Unlike a website, a car requires access to a physical, proprietary interface to embedded components. You must craft an attack to the interface and ECU.
And there are chips that can have their memory permanently burned into them (I don't know if ECUs use them, however). Patches are impossible, but there's no risk of infection either. Just test it rigorously first.
>Unlike a website, a car requires access to a physical, proprietary interface to embedded components.
That's not necessarily true.
For example, my car's ECU can be reprogrammed using the instrumentation bus. The instrumentation bus can be accessed using the wires that interface with the CD changer. That means that the audio system is on the same network as the ECU -- and if I had a Bluetooth adapter, that'd likely be on the same network as well.
What I meant about it being impossible to patch the ECU was, if they used one of the single-write chips to store the firmware it couldn't be hacked/patched except by being replaced, or possibly manipulated from the inputs.

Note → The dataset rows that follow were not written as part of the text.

//! Page-level PDF operations on top of `lopdf`: merge, split, re-save,
//! password protection and unlocking.

use super::{ConvertError, ConvertResult, page_range::parse_page_selection};
use lopdf::{
    Document, Object, ObjectId, StringFormat, dictionary,
    encryption::{EncryptionState, EncryptionVersion, Permissions},
};
use uuid::Uuid;

/// Page attributes a page may inherit from its ancestors in the page tree.
const INHERITABLE: [&[u8]; 4] = [b"Resources", b"MediaBox", b"CropBox", b"Rotate"];

/// RC4 key length for protected output, in bits.
const PROTECT_KEY_LENGTH: usize = 128;

fn load(bytes: &[u8]) -> ConvertResult<Document> {
    Ok(Document::load_mem(bytes)?)
}

fn save(doc: &mut Document) -> ConvertResult<Vec<u8>> {
    let mut out = Vec::new();
    doc.save_to(&mut out)?;
    Ok(out)
}

/// Concatenate `sources` into one document, pages in submission order.
pub fn merge(sources: &[&[u8]]) -> ConvertResult<Vec<u8>> {
    let mut merged = Document::with_version("1.5");
    let pages_id = merged.new_object_id();
    let mut kids: Vec<Object> = Vec::new();

    for source in sources {
        let mut doc = load(source)?;
        doc.renumber_objects_with(merged.max_id + 1);

        let page_ids: Vec<ObjectId> = doc.get_pages().into_values().collect();
        for &page_id in &page_ids {
            inherit_page_attributes(&mut doc, page_id);
        }

        merged.max_id = merged.max_id.max(doc.max_id);
        for (id, object) in doc.objects {
            // The page tree and catalog are rebuilt below.
            match object.type_name() {
                Ok(b"Catalog") | Ok(b"Pages") => continue,
                _ => {}
            }
            merged.objects.insert(id, object);
        }

        for page_id in page_ids {
            if let Ok(page) = merged.get_dictionary_mut(page_id) {
                page.set("Parent", pages_id);
                kids.push(Object::Reference(page_id));
            }
        }
    }

    let count = kids.len() as i64;
    merged.objects.insert(
        pages_id,
        Object::Dictionary(dictionary! {
            "Type" => "Pages",
            "Kids" => kids,
            "Count" => count,
        }),
    );
    let catalog_id = merged.add_object(dictionary! {
        "Type" => "Catalog",
        "Pages" => pages_id,
    });
    merged.trailer.set("Root", catalog_id);

    save(&mut merged)
}

/// Copy attributes a page inherits from its ancestors onto the page itself so
/// it still renders once detached from its original page tree.
fn inherit_page_attributes(doc: &mut Document, page_id: ObjectId) {
    for key in INHERITABLE {
        let present = doc
            .get_dictionary(page_id)
            .map(|page| page.has(key))
            .unwrap_or(true);
        if present {
            continue;
        }
        if let Some(value) = find_inherited(doc, page_id, key) {
            if let Ok(page) = doc.get_dictionary_mut(page_id) {
                page.set(key, value);
            }
        }
    }
}

fn find_inherited(doc: &Document, page_id: ObjectId, key: &[u8]) -> Option<Object> {
    let mut parent = doc
        .get_dictionary(page_id)
        .ok()?
        .get(b"Parent")
        .and_then(Object::as_reference)
        .ok();
    // Bounded walk: malformed files can contain Parent cycles.
    for _ in 0..64 {
        let node = doc.get_dictionary(parent?).ok()?;
        if let Ok(value) = node.get(key) {
            return Some(value.clone());
        }
        parent = node.get(b"Parent").and_then(Object::as_reference).ok();
    }
    None
}

/// Keep only the pages selected by `pages` (1-based list/range syntax).
pub fn split(source: &[u8], pages: Option<&str>) -> ConvertResult<Vec<u8>> {
    let mut doc = load(source)?;
    let page_numbers: Vec<u32> = doc.get_pages().into_keys().collect();
    let total = page_numbers.len() as u32;

    let selected = parse_page_selection(pages, total);
    if selected.is_empty() {
        return Err(ConvertError::InvalidInput(
            "Invalid page range selected".into(),
        ));
    }

    let to_delete: Vec<u32> = page_numbers
        .into_iter()
        .filter(|number| selected.binary_search(&(number - 1)).is_err())
        .collect();
    if !to_delete.is_empty() {
        doc.delete_pages(&to_delete);
        doc.prune_objects();
        doc.renumber_objects();
    }

    save(&mut doc)
}

/// Parse and re-serialize the document. No size reduction is attempted.
pub fn resave(source: &[u8]) -> ConvertResult<Vec<u8>> {
    let mut doc = load(source)?;
    save(&mut doc)
}

/// Encrypt with `password` as both user and owner password. Only printing
/// (including high resolution) stays permitted.
pub fn protect(source: &[u8], password: &str) -> ConvertResult<Vec<u8>> {
    let mut doc = load(source)?;
    ensure_file_id(&mut doc);

    let version = EncryptionVersion::V2 {
        document: &doc,
        owner_password: password,
        user_password: password,
        key_length: PROTECT_KEY_LENGTH,
        permissions: protect_permissions(),
    };
    let state = EncryptionState::try_from(version)?;
    doc.encrypt(&state)?;

    save(&mut doc)
}

/// Printing, at any resolution, is the only right granted.
fn protect_permissions() -> Permissions {
    let granted = Permissions::PRINTABLE | Permissions::PRINTABLE_IN_HIGH_QUALITY;
    // Bits 7-8 and 13-32 of `/P` are reserved and must be 1.
    Permissions::from_bits_retain(granted.bits() | 0xFFFF_F0C0)
}

/// Open with `password` and write the document back without encryption.
///
/// Every failure is reported as an incorrect password; the caller cannot do
/// anything more specific with it.
pub fn unlock(source: &[u8], password: &str) -> ConvertResult<Vec<u8>> {
    let mut doc = Document::load_mem_with_password(source, password)
        .map_err(|err| ConvertError::IncorrectPassword(err.to_string()))?;

    // The reader remembers the decryption state and would re-encrypt on save.
    doc.encryption_state = None;
    doc.trailer.remove(b"Encrypt");
    doc.prune_objects();

    save(&mut doc).map_err(|err| ConvertError::IncorrectPassword(err.to_string()))
}

/// Standard security handlers derive keys from the first file identifier.
fn ensure_file_id(doc: &mut Document) {
    if doc.trailer.get(b"ID").is_ok() {
        return;
    }
    let id = Uuid::new_v4().as_bytes().to_vec();
    doc.trailer.set(
        "ID",
        Object::Array(vec![
            Object::String(id.clone(), StringFormat::Hexadecimal),
            Object::String(id, StringFormat::Hexadecimal),
        ]),
    );
}

#[cfg(test)]
mod tests {
    use super::super::{fixtures::*, text::extract_text};
    use super::*;

    #[test]
    fn merge_sums_pages_in_submission_order() {
        let a = pdf_with_page_texts(&["Alpha one".into(), "Alpha two".into()]);
        let b = pdf_with_page_texts(&["Bravo one".into()]);
        let c = pdf_with_page_texts(&["Charlie one".into(), "Charlie two".into(), "Charlie three".into()]);

        let merged = merge(&[&a, &b, &c]).unwrap();
        assert_eq!(page_count(&merged), 6);

        let text = extract_text(&merged).unwrap();
        let alpha = text.find("Alpha two").unwrap();
        let bravo = text.find("Bravo one").unwrap();
        let charlie = text.find("Charlie three").unwrap();
        assert!(alpha < bravo && bravo < charlie);
    }

    #[test]
    fn merge_carries_inherited_resources_to_pages() {
        let merged = merge(&[&text_pdf(1), &text_pdf(1)]).unwrap();
        let doc = Document::load_mem(&merged).unwrap();
        for page_id in doc.get_pages().into_values() {
            let page = doc.get_dictionary(page_id).unwrap();
            assert!(page.has(b"Resources"));
            assert!(page.has(b"MediaBox"));
        }
    }

    #[test]
    fn merge_twice_gives_identical_pages() {
        let a = text_pdf(2);
        let b = text_pdf(3);
        let first = merge(&[&a, &b]).unwrap();
        let second = merge(&[&a, &b]).unwrap();
        assert_eq!(page_count(&first), page_count(&second));
        assert_eq!(extract_text(&first).unwrap(), extract_text(&second).unwrap());
    }

    #[test]
    fn split_keeps_selected_pages_ascending() {
        let source = text_pdf(10);
        let out = split(&source, Some("8, 1, 3-5, 4")).unwrap();
        assert_eq!(page_count(&out), 5);

        let text = extract_text(&out).unwrap();
        let positions: Vec<usize> = ["Page 1", "Page 3", "Page 4", "Page 5", "Page 8"]
            .iter()
            .map(|needle| text.find(needle).unwrap())
            .collect();
        assert!(positions.windows(2).all(|w| w[0] < w[1]));
        assert!(!text.contains("Page 2"));
        assert!(!text.contains("Page 9"));
    }

    #[test]
    fn split_rejects_empty_selection() {
        let err = split(&text_pdf(3), Some("50")).unwrap_err();
        assert!(matches!(err, ConvertError::InvalidInput(msg) if msg == "Invalid page range selected"));
    }

    #[test]
    fn split_without_range_copies_all_pages() {
        assert_eq!(page_count(&split(&text_pdf(4), None).unwrap()), 4);
    }

    #[test]
    fn resave_keeps_pages() {
        assert_eq!(page_count(&resave(&text_pdf(3)).unwrap()), 3);
    }

    #[test]
    fn resave_rejects_garbage() {
        assert!(matches!(resave(b"nope"), Err(ConvertError::Pdf(_))));
    }

    #[test]
    fn protect_then_unlock_preserves_text() {
        let source = text_pdf(3);
        let protected = protect(&source, "s3cret").unwrap();
        assert!(
            protected.windows(b"/Encrypt".len()).any(|w| w == b"/Encrypt"),
            "protected output must carry an Encrypt dictionary"
        );

        let unlocked = unlock(&protected, "s3cret").unwrap();
        assert_eq!(page_count(&unlocked), 3);
        assert_eq!(extract_text(&unlocked).unwrap(), extract_text(&source).unwrap());
        assert!(!unlocked.windows(b"/Encrypt".len()).any(|w| w == b"/Encrypt"));
    }

    /// One-based PDF permission bit.
    fn bit(p: u32, n: u32) -> bool {
        p & (1 << (n - 1)) != 0
    }

    #[test]
    fn protect_writes_print_only_rc4_dictionary() {
        let protected = protect(&text_pdf(1), "s3cret").unwrap();
        let doc = Document::load_mem_with_password(&protected, "s3cret").unwrap();
        let encrypt = match doc.trailer.get(b"Encrypt").unwrap() {
            Object::Reference(id) => doc.get_dictionary(*id).unwrap(),
            Object::Dictionary(dict) => dict,
            other => panic!("unexpected Encrypt entry {:?}", other),
        };

        assert_eq!(encrypt.get(b"Filter").unwrap().as_name().unwrap(), b"Standard");
        assert_eq!(encrypt.get(b"V").unwrap().as_i64().unwrap(), 2);
        assert_eq!(encrypt.get(b"Length").unwrap().as_i64().unwrap(), 128);

        let p = encrypt.get(b"P").unwrap().as_i64().unwrap() as u32;
        assert!(bit(p, 3), "print");
        assert!(bit(p, 12), "high-resolution print");
        for denied in [4, 5, 6, 9, 10, 11] {
            assert!(!bit(p, denied), "bit {} must be clear in {:#x}", denied, p);
        }
        for reserved in (7..=8).chain(13..=32) {
            assert!(bit(p, reserved), "reserved bit {} must be set in {:#x}", reserved, p);
        }
    }

    #[test]
    fn protected_output_needs_the_password() {
        let protected = protect(&text_pdf(2), "hunter2").unwrap();
        assert!(unlock(&protected, "").is_err());
        assert_eq!(page_count(&unlock(&protected, "hunter2").unwrap()), 2);
    }

    #[test]
    fn unlock_with_wrong_password_fails() {
        let protected = protect(&text_pdf(1), "right").unwrap();
        let err = unlock(&protected, "wrong").unwrap_err();
        assert!(matches!(err, ConvertError::IncorrectPassword(_)));
    }
}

> Indeed, researchers can disable electronically controlled brakes via Bluetooth
That I didn't know. That's a major security problem, and another reason I'm glad for my 9 year old car.
A friend of mine worked at a company that made diagnostic computers for cars and he managed to brick a BMW that required an engineer from Germany to fix the issue (an upgrade of the BMW's firmware was interrupted by the power going out, leaving the car's computer in an inconsistent state).